### Exercise details
Restate word for word the lines of the entries below, starting with the line that holds "filename crates/pdflayout-core/src/error.rs" and ending with the line that holds "several regions of", and no others.

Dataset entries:
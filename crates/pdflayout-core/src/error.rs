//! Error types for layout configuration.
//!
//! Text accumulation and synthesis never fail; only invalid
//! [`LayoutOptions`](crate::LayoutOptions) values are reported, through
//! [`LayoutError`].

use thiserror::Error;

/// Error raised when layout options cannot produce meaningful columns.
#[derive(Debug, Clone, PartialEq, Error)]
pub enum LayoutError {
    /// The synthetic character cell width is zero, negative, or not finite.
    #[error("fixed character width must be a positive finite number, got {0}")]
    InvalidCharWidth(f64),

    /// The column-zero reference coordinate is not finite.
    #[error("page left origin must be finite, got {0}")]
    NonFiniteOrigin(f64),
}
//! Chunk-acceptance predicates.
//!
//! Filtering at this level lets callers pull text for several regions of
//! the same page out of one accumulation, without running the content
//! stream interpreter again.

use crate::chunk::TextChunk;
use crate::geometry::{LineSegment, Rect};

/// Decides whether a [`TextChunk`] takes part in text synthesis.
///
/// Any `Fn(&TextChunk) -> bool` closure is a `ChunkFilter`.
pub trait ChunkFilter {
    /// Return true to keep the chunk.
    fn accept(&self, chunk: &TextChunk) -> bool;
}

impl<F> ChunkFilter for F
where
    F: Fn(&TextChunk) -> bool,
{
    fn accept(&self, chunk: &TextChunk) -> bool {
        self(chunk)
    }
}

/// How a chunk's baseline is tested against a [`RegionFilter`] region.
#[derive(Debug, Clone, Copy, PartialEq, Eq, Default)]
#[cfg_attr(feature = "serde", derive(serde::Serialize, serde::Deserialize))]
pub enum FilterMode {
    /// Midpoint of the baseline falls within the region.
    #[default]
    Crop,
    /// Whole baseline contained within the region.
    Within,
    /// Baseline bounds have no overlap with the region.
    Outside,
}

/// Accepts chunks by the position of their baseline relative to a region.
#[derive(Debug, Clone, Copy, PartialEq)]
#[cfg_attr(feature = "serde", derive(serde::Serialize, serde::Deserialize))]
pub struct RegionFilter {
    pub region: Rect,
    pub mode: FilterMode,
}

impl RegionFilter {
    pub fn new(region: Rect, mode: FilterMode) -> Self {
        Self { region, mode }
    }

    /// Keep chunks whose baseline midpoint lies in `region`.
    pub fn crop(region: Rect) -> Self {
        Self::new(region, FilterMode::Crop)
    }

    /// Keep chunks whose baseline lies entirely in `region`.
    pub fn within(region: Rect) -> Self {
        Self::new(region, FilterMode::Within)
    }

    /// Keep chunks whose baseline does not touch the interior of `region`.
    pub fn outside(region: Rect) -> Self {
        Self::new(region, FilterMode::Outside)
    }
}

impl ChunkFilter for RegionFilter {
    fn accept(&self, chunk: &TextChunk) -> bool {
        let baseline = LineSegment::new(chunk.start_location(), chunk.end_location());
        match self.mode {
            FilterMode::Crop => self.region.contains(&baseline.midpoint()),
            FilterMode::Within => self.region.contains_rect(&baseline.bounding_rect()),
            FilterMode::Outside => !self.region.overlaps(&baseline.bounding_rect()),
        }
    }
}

* * *

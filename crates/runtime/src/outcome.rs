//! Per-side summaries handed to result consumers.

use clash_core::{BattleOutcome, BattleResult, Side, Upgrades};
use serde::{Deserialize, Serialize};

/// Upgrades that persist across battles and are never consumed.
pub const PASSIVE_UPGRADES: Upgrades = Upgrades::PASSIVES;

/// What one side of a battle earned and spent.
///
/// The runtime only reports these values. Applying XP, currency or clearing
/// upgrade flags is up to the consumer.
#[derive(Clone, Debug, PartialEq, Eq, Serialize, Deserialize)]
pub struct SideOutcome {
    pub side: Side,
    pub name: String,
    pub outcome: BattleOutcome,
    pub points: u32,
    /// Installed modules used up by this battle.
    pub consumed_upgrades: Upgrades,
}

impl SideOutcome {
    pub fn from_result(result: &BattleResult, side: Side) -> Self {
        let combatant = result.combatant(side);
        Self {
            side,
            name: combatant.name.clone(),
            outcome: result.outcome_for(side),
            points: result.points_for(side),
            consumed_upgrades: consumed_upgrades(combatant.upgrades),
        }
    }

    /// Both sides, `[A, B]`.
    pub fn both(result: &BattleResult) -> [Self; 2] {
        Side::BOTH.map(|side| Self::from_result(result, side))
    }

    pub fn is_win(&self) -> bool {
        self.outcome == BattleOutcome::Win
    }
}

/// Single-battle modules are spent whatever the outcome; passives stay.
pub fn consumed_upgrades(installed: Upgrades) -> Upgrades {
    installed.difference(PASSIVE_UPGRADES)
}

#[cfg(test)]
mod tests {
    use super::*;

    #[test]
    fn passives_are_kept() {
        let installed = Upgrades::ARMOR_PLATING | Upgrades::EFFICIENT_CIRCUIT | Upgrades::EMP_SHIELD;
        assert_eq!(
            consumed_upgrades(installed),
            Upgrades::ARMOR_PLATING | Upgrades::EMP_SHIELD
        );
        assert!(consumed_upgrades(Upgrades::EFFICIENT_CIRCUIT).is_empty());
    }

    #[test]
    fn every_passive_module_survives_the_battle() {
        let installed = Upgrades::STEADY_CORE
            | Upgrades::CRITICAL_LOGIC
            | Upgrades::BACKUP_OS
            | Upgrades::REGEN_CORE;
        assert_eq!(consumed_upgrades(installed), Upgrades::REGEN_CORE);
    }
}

...

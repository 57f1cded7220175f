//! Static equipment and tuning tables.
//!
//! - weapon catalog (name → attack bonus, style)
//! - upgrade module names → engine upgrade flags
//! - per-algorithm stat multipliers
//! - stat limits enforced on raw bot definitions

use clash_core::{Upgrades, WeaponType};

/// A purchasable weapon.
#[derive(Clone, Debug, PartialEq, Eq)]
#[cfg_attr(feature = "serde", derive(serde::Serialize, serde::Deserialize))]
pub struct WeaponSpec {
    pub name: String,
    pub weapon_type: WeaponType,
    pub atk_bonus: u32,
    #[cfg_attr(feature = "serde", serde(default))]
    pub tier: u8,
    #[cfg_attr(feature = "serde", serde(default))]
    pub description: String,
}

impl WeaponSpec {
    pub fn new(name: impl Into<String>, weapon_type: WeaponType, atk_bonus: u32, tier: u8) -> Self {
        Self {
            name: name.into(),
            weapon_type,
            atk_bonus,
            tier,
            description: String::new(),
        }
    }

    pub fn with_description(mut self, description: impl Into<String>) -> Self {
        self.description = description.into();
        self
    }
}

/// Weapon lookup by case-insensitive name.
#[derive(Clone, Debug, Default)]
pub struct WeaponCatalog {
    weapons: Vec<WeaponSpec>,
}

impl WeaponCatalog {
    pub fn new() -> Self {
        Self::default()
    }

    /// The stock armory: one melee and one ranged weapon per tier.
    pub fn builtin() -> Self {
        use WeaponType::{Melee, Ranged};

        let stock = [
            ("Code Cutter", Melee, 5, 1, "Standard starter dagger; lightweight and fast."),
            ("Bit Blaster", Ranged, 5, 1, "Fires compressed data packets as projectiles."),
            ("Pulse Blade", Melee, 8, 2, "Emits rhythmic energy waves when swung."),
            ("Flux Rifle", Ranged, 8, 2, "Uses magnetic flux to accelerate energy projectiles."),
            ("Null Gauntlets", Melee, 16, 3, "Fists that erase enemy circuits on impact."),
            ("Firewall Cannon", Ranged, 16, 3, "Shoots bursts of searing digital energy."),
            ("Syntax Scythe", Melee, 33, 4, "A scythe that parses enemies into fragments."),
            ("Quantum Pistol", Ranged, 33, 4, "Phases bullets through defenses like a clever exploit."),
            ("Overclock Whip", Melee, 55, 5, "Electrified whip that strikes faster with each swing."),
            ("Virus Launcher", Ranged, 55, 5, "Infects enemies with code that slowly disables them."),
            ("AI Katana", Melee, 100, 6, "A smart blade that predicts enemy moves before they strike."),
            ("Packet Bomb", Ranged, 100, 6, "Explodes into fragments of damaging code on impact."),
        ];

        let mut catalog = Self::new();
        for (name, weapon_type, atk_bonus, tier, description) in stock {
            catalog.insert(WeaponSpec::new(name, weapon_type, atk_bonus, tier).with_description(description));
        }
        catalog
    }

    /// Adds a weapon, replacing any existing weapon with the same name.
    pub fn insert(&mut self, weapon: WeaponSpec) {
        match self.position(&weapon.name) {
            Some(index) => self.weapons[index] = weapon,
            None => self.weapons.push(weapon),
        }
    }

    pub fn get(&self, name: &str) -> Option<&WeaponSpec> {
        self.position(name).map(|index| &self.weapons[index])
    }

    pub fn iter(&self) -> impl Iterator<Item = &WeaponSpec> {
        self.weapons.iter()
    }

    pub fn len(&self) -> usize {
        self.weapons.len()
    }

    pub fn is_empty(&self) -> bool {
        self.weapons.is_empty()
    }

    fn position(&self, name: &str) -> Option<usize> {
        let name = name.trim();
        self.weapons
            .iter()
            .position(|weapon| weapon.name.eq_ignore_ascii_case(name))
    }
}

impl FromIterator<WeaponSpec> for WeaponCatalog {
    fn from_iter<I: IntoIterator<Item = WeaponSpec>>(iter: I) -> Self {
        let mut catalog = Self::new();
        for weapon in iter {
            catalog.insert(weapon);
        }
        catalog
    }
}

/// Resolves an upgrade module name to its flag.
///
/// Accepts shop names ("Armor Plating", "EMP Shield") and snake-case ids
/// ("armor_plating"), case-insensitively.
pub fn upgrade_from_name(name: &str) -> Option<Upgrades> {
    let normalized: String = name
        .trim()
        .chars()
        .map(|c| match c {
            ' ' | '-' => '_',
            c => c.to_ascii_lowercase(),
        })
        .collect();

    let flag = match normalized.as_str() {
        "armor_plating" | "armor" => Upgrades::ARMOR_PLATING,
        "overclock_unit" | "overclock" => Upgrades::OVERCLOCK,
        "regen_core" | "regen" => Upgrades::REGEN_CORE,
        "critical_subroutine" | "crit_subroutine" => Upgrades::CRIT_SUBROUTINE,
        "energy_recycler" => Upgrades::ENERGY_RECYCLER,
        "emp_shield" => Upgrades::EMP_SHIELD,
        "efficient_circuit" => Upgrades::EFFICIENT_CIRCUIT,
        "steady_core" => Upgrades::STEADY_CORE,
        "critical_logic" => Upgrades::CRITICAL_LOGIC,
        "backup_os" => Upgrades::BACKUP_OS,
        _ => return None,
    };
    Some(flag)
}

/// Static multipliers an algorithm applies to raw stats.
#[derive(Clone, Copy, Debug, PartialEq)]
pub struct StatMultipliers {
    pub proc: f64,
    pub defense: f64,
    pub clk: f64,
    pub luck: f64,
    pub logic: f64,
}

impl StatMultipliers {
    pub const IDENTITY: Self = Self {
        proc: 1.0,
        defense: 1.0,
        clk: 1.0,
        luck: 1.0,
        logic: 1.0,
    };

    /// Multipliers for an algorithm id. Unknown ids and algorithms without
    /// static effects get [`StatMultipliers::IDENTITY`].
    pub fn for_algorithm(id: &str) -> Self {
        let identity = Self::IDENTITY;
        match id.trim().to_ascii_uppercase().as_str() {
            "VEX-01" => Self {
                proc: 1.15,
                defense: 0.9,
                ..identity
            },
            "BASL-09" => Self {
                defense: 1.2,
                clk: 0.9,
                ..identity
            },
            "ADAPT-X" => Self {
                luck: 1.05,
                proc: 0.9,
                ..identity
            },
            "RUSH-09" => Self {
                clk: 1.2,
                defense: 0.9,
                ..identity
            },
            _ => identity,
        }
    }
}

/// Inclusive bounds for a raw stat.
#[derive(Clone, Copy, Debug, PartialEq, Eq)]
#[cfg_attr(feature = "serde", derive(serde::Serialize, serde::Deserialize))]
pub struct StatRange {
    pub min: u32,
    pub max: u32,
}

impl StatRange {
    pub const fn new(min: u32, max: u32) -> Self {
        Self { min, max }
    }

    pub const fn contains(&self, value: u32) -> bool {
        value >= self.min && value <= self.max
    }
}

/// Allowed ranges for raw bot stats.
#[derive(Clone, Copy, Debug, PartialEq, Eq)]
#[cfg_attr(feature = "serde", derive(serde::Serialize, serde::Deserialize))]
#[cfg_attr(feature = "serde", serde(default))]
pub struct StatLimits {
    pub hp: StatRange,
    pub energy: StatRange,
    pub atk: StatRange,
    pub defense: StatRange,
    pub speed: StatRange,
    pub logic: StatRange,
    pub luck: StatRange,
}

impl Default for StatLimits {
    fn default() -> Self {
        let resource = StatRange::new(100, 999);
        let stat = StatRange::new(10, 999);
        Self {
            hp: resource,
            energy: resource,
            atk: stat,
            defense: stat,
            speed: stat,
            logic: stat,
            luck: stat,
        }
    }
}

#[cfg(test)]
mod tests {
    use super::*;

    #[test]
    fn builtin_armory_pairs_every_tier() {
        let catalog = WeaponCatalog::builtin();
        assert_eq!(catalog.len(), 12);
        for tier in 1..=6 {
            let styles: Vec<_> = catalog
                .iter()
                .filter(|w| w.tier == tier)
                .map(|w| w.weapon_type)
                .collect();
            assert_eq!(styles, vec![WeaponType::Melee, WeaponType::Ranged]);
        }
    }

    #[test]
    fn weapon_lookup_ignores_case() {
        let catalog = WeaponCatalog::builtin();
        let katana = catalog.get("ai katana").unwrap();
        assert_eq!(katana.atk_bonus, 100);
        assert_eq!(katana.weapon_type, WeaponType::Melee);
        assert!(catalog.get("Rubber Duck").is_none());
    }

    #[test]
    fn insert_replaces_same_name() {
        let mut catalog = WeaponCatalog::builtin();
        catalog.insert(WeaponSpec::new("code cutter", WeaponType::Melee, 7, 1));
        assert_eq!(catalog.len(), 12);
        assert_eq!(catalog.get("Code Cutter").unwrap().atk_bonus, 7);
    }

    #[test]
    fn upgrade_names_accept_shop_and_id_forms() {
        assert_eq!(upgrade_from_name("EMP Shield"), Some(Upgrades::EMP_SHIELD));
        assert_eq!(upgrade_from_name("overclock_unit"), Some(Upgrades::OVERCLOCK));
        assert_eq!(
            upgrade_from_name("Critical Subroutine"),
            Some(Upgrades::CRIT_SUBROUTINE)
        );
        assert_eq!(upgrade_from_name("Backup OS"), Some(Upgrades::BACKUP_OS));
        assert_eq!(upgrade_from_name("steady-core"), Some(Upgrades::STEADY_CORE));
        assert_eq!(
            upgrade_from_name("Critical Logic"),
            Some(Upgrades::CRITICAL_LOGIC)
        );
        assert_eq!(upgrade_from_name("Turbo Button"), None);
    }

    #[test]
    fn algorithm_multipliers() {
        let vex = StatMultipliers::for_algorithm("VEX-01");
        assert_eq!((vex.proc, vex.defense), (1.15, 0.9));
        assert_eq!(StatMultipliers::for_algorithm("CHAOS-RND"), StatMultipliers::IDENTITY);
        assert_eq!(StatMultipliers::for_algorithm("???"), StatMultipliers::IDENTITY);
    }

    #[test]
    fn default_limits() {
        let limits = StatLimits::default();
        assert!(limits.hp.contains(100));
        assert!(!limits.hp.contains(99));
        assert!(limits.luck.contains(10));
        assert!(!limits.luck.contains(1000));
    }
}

### Response to this task
filename crates/pdflayout-core/src/error.rs
//! Error types for layout configuration.
//!
//! Text accumulation and synthesis never fail; only invalid
//! [`LayoutOptions`](crate::LayoutOptions) values are reported, through
//! [`LayoutError`].

use thiserror::Error;

/// Error raised when layout options cannot produce meaningful columns.
#[derive(Debug, Clone, PartialEq, Error)]
pub enum LayoutError {
    /// The synthetic character cell width is zero, negative, or not finite.
    #[error("fixed character width must be a positive finite number, got {0}")]
    InvalidCharWidth(f64),

    /// The column-zero reference coordinate is not finite.
    #[error("page left origin must be finite, got {0}")]
    NonFiniteOrigin(f64),
}
//! Chunk-acceptance predicates.
//!
//! Filtering at this level lets callers pull text for several regions of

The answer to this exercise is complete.